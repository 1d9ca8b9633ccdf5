//! Validated JSON extractor - Combines deserialization with validation.

use axum::{
    async_trait,
    extract::{rejection::JsonRejection, FromRequest, Request},
    Json,
};
use serde::de::DeserializeOwned;
use validator::Validate;

use crate::errors::AppError;

/// Validated JSON extractor that automatically validates requests.
///
/// # Example
///
/// ```rust,ignore
/// use serde::Deserialize;
/// use validator::Validate;
/// use employee_api::api::extractors::ValidatedJson;
///
/// #[derive(Deserialize, Validate)]
/// struct SignupRequest {
///     #[validate(email)]
///     email: String,
///     #[validate(length(min = 1))]
///     password: String,
/// }
///
/// async fn signup(ValidatedJson(payload): ValidatedJson<SignupRequest>) {
///     // payload is already validated
/// }
/// ```
pub struct ValidatedJson<T>(pub T);

#[async_trait]
impl<S, T> FromRequest<S> for ValidatedJson<T>
where
    S: Send + Sync,
    T: DeserializeOwned + Validate,
    Json<T>: FromRequest<S, Rejection = JsonRejection>,
{
    type Rejection = AppError;

    async fn from_request(req: Request, state: &S) -> Result<Self, Self::Rejection> {
        let Json(value) = Json::<T>::from_request(req, state)
            .await
            .map_err(|e| AppError::validation(e.body_text()))?;

        value
            .validate()
            .map_err(|e| AppError::validation(format_validation_errors(&e)))?;

        Ok(ValidatedJson(value))
    }
}

/// Format validation errors into a user-friendly string
fn format_validation_errors(errors: &validator::ValidationErrors) -> String {
    errors
        .field_errors()
        .iter()
        .flat_map(|(field, errs)| {
            errs.iter().map(move |e| {
                e.message
                    .as_ref()
                    .map(|m| m.to_string())
                    .unwrap_or_else(|| format!("{} is invalid", field))
            })
        })
        .collect::<Vec<_>>()
        .join(", ")
}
####
# [Work to complete]
Say, as a single number, how many lines of the records hold the word "DeserializeOwned".

# [Response box]
2